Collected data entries
——

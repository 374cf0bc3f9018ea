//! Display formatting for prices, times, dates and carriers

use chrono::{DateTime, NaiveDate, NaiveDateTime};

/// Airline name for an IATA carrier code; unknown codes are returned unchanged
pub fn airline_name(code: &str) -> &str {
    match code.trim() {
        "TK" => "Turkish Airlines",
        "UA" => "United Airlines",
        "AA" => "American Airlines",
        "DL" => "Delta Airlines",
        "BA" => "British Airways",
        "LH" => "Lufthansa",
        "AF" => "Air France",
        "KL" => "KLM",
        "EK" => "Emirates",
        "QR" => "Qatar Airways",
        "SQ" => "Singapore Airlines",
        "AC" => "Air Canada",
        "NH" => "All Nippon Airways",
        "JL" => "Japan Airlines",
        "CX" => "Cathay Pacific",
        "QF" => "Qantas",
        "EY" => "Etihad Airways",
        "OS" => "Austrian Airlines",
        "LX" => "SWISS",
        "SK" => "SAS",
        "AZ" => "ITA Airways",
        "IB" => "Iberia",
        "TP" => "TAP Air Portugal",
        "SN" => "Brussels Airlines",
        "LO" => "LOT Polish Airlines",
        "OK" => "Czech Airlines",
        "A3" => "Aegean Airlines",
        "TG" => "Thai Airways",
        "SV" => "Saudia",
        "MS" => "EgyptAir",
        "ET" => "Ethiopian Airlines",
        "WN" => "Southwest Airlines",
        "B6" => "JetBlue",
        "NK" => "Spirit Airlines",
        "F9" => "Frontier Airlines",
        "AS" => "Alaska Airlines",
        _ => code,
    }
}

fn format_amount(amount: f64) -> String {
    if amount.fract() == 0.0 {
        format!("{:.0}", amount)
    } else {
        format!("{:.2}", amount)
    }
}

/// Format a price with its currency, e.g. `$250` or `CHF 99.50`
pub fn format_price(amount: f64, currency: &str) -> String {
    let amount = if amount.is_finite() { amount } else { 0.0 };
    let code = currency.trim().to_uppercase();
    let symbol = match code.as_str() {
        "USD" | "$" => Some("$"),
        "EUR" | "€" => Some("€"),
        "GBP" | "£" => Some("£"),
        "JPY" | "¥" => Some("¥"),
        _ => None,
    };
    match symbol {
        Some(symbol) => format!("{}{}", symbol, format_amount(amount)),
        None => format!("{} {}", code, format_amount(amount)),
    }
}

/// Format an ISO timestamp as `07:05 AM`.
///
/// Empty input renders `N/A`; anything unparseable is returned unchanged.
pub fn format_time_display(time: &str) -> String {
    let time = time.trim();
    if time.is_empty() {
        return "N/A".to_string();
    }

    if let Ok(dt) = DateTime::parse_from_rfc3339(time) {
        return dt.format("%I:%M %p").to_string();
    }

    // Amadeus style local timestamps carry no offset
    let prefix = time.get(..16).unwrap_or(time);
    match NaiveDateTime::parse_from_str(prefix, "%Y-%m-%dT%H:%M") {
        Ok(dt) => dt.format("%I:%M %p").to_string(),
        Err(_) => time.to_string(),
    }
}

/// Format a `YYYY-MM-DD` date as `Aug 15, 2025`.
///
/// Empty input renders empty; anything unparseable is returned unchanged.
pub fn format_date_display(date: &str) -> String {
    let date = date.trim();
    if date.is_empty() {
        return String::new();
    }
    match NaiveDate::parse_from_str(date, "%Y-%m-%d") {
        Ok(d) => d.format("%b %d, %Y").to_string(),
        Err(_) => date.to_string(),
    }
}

——

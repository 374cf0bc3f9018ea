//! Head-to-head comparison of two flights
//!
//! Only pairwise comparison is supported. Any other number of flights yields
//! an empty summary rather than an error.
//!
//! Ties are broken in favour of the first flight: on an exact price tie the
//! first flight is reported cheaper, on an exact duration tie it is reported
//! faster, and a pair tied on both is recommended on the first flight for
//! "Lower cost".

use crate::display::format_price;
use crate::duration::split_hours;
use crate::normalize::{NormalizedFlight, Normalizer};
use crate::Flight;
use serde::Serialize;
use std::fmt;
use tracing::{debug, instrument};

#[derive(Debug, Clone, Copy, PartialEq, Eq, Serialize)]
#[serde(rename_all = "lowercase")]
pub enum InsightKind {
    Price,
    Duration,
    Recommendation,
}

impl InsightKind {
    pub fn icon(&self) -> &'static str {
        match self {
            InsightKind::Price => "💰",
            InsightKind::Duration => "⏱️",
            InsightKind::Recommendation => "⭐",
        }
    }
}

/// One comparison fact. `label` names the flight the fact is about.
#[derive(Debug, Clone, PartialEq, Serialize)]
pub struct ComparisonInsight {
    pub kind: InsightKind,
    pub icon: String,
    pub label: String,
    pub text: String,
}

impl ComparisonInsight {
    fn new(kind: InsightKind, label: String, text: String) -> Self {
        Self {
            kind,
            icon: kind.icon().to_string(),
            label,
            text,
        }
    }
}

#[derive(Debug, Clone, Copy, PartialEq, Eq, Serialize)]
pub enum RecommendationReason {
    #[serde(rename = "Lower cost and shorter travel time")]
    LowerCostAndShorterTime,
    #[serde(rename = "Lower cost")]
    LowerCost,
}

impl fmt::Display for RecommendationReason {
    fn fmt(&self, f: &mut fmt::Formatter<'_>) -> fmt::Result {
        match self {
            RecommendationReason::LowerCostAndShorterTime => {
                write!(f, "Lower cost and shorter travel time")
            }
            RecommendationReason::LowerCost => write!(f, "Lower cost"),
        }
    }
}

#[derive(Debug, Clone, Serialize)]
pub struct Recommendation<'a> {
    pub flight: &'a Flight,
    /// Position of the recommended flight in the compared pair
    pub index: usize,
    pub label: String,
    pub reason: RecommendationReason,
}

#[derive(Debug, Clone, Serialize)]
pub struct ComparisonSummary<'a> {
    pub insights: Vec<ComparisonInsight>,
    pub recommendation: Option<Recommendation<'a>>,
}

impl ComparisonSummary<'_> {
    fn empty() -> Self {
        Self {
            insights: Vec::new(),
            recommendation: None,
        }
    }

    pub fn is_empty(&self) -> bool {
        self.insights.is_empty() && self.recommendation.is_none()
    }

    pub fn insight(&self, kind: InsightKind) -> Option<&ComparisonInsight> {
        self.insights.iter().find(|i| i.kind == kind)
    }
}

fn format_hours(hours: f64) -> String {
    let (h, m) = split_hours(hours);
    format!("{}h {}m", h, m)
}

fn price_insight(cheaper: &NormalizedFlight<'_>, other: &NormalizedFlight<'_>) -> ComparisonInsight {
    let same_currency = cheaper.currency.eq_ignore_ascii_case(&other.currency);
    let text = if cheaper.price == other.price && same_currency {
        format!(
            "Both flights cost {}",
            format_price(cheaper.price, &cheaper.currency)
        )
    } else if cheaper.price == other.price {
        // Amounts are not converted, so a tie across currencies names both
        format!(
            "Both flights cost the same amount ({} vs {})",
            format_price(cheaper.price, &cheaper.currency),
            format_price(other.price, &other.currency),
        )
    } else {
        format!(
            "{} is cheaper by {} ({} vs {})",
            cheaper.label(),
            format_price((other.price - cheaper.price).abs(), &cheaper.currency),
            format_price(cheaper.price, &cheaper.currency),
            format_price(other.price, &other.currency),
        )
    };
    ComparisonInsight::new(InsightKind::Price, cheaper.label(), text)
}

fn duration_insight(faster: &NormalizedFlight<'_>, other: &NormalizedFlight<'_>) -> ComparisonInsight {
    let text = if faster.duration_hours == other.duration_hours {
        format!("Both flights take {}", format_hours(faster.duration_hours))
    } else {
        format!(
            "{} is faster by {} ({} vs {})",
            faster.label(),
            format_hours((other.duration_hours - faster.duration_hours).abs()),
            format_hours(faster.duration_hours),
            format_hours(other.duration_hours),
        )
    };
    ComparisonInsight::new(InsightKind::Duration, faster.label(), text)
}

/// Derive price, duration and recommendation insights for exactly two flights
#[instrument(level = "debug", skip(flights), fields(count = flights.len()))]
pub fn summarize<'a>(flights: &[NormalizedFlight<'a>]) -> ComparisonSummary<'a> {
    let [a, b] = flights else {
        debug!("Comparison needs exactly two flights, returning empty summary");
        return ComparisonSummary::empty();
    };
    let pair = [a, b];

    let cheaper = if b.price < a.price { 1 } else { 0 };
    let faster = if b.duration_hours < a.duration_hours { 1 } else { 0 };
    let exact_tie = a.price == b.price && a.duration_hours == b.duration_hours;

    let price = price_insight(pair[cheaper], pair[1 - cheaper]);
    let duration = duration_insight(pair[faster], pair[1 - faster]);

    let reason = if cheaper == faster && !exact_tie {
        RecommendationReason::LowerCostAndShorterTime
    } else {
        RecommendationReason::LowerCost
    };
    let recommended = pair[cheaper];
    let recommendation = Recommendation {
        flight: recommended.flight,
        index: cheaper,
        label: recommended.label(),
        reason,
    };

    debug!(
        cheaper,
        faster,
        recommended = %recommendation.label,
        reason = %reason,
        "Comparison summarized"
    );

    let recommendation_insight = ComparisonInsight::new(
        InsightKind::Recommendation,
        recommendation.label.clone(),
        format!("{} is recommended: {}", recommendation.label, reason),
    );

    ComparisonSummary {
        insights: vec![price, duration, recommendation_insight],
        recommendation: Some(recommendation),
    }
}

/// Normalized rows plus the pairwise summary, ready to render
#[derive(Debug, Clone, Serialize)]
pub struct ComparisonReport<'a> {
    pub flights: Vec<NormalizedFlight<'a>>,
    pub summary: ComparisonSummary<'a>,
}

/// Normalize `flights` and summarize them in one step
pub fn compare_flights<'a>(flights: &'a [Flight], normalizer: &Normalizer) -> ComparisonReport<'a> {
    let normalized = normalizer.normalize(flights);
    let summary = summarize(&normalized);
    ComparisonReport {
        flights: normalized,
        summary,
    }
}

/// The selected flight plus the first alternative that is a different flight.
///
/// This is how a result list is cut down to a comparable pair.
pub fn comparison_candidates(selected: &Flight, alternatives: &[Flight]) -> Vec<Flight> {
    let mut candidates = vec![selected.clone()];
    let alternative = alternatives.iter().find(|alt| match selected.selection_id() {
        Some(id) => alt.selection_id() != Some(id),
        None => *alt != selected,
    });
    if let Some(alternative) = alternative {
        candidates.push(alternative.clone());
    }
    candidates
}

——

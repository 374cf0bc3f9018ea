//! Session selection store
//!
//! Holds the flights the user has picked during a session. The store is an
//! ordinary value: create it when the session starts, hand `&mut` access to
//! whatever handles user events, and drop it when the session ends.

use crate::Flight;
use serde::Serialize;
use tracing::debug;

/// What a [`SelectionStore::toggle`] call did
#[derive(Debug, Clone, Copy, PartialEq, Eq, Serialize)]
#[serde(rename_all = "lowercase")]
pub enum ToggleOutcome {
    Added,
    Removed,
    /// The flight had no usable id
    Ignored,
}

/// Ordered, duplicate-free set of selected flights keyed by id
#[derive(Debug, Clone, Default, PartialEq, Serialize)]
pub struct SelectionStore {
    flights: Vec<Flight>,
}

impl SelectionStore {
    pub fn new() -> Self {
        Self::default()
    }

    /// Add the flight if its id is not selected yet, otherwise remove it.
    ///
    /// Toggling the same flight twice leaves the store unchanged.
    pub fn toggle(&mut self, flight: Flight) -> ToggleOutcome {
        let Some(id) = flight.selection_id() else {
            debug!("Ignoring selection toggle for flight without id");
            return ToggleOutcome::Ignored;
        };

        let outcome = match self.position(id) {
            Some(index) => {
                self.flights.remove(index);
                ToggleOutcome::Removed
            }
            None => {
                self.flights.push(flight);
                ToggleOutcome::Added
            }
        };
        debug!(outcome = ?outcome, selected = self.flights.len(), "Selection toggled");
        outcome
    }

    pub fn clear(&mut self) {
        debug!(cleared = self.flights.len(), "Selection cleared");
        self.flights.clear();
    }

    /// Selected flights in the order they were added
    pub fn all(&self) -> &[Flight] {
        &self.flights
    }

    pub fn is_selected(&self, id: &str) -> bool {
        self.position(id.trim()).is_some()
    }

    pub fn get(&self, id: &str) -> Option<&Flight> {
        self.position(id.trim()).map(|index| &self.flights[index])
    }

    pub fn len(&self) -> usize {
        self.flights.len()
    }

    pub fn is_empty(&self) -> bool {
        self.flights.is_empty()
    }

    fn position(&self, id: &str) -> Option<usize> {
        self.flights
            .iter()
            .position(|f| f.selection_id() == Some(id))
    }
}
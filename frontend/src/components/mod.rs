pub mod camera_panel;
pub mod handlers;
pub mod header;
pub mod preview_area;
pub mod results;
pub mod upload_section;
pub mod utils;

——

-- WORK REQUEST --
Within the entries, find all lines that contain "push" and copy each one.

-- REPLY TO THE TASK --
        candidates.push(alternative.clone());
                self.flights.push(flight);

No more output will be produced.